Sim, o governo é negligente e não fez a parte dele, grande novidade essa, mas o que nós, cidadãos, estamos fazendo com esse recurso tão precioso?

Utilizamos os recursos naturais hoje como nunca visto antes, e não me refiro somente a água, inclui-se energia elétrica, combustíveis fósseis e renováveis, minérios, pesca etc. Em um padrão de vida garantido por recursos aparentemente infinitos.

A guerra pela água pode ser considerada uma prévia do que pode acontecer em um futuro próximo quando os recursos realmente não forem suficientes para todos e que prevalecerá o mais forte, certamente aquele que nunca se preocupou com isso, herança da ganância e egoismo.

Todas as nossas ações, mesmo as pequenas, deixam marcas no planeta, elas podem ser maiores ou menores. Aquelas ações que ficam dentro do limite em que o meio ambiente é capaz de compensar nós chamamos de ações sustentáveis, mas o real sentido dessa palavra tem se deturpado e transformado em um instrumento mercantil, pois ao invés de termos equipamentos que consomem menos a fim de reduzir a necessidade de energia, produzimos e vendemos mais produtos que somados consumirão tanto quanto ou mais do que antes.

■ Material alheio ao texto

//! HTTP error envelope.
//!
//! Every error response has the shape
//! `{ "error": { "code": "...", "message": "...", "details": { ... } } }`
//! where `code` is a stable machine-readable identifier.

use axum::{
    Json,
    http::{HeaderValue, StatusCode, header},
    response::{IntoResponse, Response},
};
use serde::Serialize;
use serde_json::{Value, json};

use crate::application::services::AuthError;
use crate::domain::errors::ShortenError;

#[derive(Serialize)]
struct ErrorBody {
    error: ErrorInfo,
}

/// Machine-readable error description, also used for per-item batch errors.
#[derive(Debug, Clone, Serialize)]
pub struct ErrorInfo {
    pub code: &'static str,
    pub message: String,
    pub details: Value,
}

#[derive(Debug, thiserror::Error)]
pub enum AppError {
    #[error("{message}")]
    Validation { message: String, details: Value },
    #[error("{message}")]
    Unauthorized { message: String, details: Value },
    #[error("{message}")]
    InvalidTarget { message: String, details: Value },
    #[error("{message}")]
    AllocationExhausted { message: String, details: Value },
    #[error("{message}")]
    NotFound { message: String, details: Value },
    #[error("{message}")]
    Expired { message: String, details: Value },
    #[error("{message}")]
    Unavailable { message: String, details: Value },
    #[error("{message}")]
    Internal { message: String, details: Value },
}

impl AppError {
    pub fn bad_request(message: impl Into<String>, details: Value) -> Self {
        Self::Validation {
            message: message.into(),
            details,
        }
    }

    pub fn unauthorized(message: impl Into<String>, details: Value) -> Self {
        Self::Unauthorized {
            message: message.into(),
            details,
        }
    }

    pub fn not_found(message: impl Into<String>, details: Value) -> Self {
        Self::NotFound {
            message: message.into(),
            details,
        }
    }

    pub fn internal(message: impl Into<String>, details: Value) -> Self {
        Self::Internal {
            message: message.into(),
            details,
        }
    }

    fn status(&self) -> StatusCode {
        match self {
            AppError::Validation { .. } | AppError::InvalidTarget { .. } => StatusCode::BAD_REQUEST,
            AppError::Unauthorized { .. } => StatusCode::UNAUTHORIZED,
            AppError::NotFound { .. } => StatusCode::NOT_FOUND,
            AppError::Expired { .. } => StatusCode::GONE,
            AppError::Unavailable { .. } => StatusCode::SERVICE_UNAVAILABLE,
            AppError::AllocationExhausted { .. } | AppError::Internal { .. } => {
                StatusCode::INTERNAL_SERVER_ERROR
            }
        }
    }

    /// Splits the error into its machine-readable description.
    pub fn to_error_info(&self) -> ErrorInfo {
        let (code, message, details) = match self {
            AppError::Validation { message, details } => ("validation_error", message, details),
            AppError::Unauthorized { message, details } => ("unauthorized", message, details),
            AppError::InvalidTarget { message, details } => ("invalid_target", message, details),
            AppError::AllocationExhausted { message, details } => {
                ("allocation_exhausted", message, details)
            }
            AppError::NotFound { message, details } => ("not_found", message, details),
            AppError::Expired { message, details } => ("expired", message, details),
            AppError::Unavailable { message, details } => ("unavailable", message, details),
            AppError::Internal { message, details } => ("internal_error", message, details),
        };

        ErrorInfo {
            code,
            message: message.clone(),
            details: details.clone(),
        }
    }
}

impl IntoResponse for AppError {
    fn into_response(self) -> Response {
        let status = self.status();
        let body = ErrorBody {
            error: self.to_error_info(),
        };

        let mut response = (status, Json(body)).into_response();

        if status == StatusCode::UNAUTHORIZED {
            response
                .headers_mut()
                .insert(header::WWW_AUTHENTICATE, HeaderValue::from_static("Bearer"));
        }

        response
    }
}

impl From<ShortenError> for AppError {
    fn from(err: ShortenError) -> Self {
        match err {
            ShortenError::InvalidTarget { reason } => AppError::InvalidTarget {
                message: "Invalid target URL".to_string(),
                details: json!({ "reason": reason }),
            },
            ShortenError::InvalidExpiry { reason } => {
                AppError::bad_request("Invalid expiry", json!({ "reason": reason }))
            }
            ShortenError::AllocationExhausted { attempts } => AppError::AllocationExhausted {
                message: "Could not allocate a short code".to_string(),
                details: json!({ "attempts": attempts }),
            },
            ShortenError::NotFound { code } => {
                AppError::not_found("Short link not found", json!({ "code": code }))
            }
            ShortenError::Expired { code } => AppError::Expired {
                message: "Short link has expired".to_string(),
                details: json!({ "code": code }),
            },
            ShortenError::Unavailable(e) => AppError::Unavailable {
                message: "Storage temporarily unavailable".to_string(),
                details: json!({ "reason": e.to_string() }),
            },
        }
    }
}

impl From<validator::ValidationErrors> for AppError {
    fn from(errors: validator::ValidationErrors) -> Self {
        let details = serde_json::to_value(&errors).unwrap_or_else(|_| json!({}));
        AppError::bad_request("Validation failed", details)
    }
}

impl From<AuthError> for AppError {
    fn from(err: AuthError) -> Self {
        AppError::unauthorized("Unauthorized", json!({ "reason": err.to_string() }))
    }
}
//! Handler for health check endpoint.

use axum::{Json, extract::State, http::StatusCode};

use crate::api::dto::health::{CheckStatus, HealthChecks, HealthResponse};
use crate::state::AppState;

/// Returns service health status with component checks.
///
/// # Endpoint
///
/// `GET /health`
///
/// # Response Codes
///
/// - **200 OK**: All components healthy
/// - **503 Service Unavailable**: One or more components degraded
///
/// # Response
///
/// ```json
/// {
///   "status": "healthy",
///   "version": "0.1.0",
///   "checks": {
///     "store": { "status": "ok", "message": "Mapping store reachable" },
///     "cache": { "status": "ok", "message": "Redis connected" }
///   }
/// }
/// ```
pub async fn health_handler(
    State(state): State<AppState>,
) -> Result<Json<HealthResponse>, (StatusCode, Json<HealthResponse>)> {
    let store_check = check_store(&state).await;
    let cache_check = check_cache(&state).await;

    let all_healthy = store_check.is_ok() && cache_check.is_ok();

    let response = HealthResponse {
        status: if all_healthy { "healthy" } else { "degraded" }.to_string(),
        version: env!("CARGO_PKG_VERSION").to_string(),
        checks: HealthChecks {
            store: store_check,
            cache: cache_check,
        },
    };

    if all_healthy {
        Ok(Json(response))
    } else {
        Err((StatusCode::SERVICE_UNAVAILABLE, Json(response)))
    }
}

async fn check_store(state: &AppState) -> CheckStatus {
    match state.store.ping().await {
        Ok(()) => CheckStatus::ok("Mapping store reachable"),
        Err(e) => CheckStatus::error(format!("Store error: {}", e)),
    }
}

/// Checks cache connectivity via PING command.
async fn check_cache(state: &AppState) -> CheckStatus {
    if !state.cache.is_enabled() {
        return CheckStatus::ok("Caching disabled");
    }

    if state.cache.health_check().await {
        CheckStatus::ok("Redis connected")
    } else {
        CheckStatus::error("Redis connection failed")
    }
}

Vamos refletir no que podemos fazer no nosso dia-a-dia:

  1. Consumir menos água, as razões agora parecem obvias, além disso, cobrar a melhor gestão da água em seu estado e município, evitando desperdícios, vazamentos e o tratamento adequado do esgoto.
  2. Mudança de hábitos de consumo, comprar somente o que realmente precisa e em mercados próximos de casa, sem o uso de carro, preferencialmente produzidos na região onde vive, incentivando o uso de mão-de-obra local e reduzindo as emissões geradas no transporte. Ao evitarmos comprar um produto produzido, por exemplo, na China, além de abdicar de todos esses benefícios, ainda estamos adquirindo um produto de um país cuja matriz energética é o carvão, grande gerador de CO2, causador do efeito estufa e do aquecimento global.
  3. Priorizar transportes públicos ou alternativos, como a bicicleta.
  4. As bicicletas elétricas precisam ser recarregadas na tomada e a energia elétrica no Brasil gerada por usinas hidrelétricas é só supostamente limpa. Está se lembrando de Belo Monte? Aquela usina que todos foram contra por inundar florestas, desalojar índios, assinaram petições, artistas na TV etc.? A construção de todas as usinas hidrelétricas existentes foi da mesma forma, a diferença é que você não estava lá para reivindicar… Vamos gastar menos, troquem as lâmpadas  tirem aparelhos da tomada, comprem equipamentos certificados com selo de eficiência energética etc.
  5. Faça sua horta orgânica e colete água da chuva em tambores para regá-la, é fácil, barato e muito saudável.
  6. Por fim, reutilize, conserte o que está quebrado, não tome tudo como descartável.

 

Pense, reflita, faça a sua parte. Ações simples, menos impacto, garantia de vida às próximas gerações.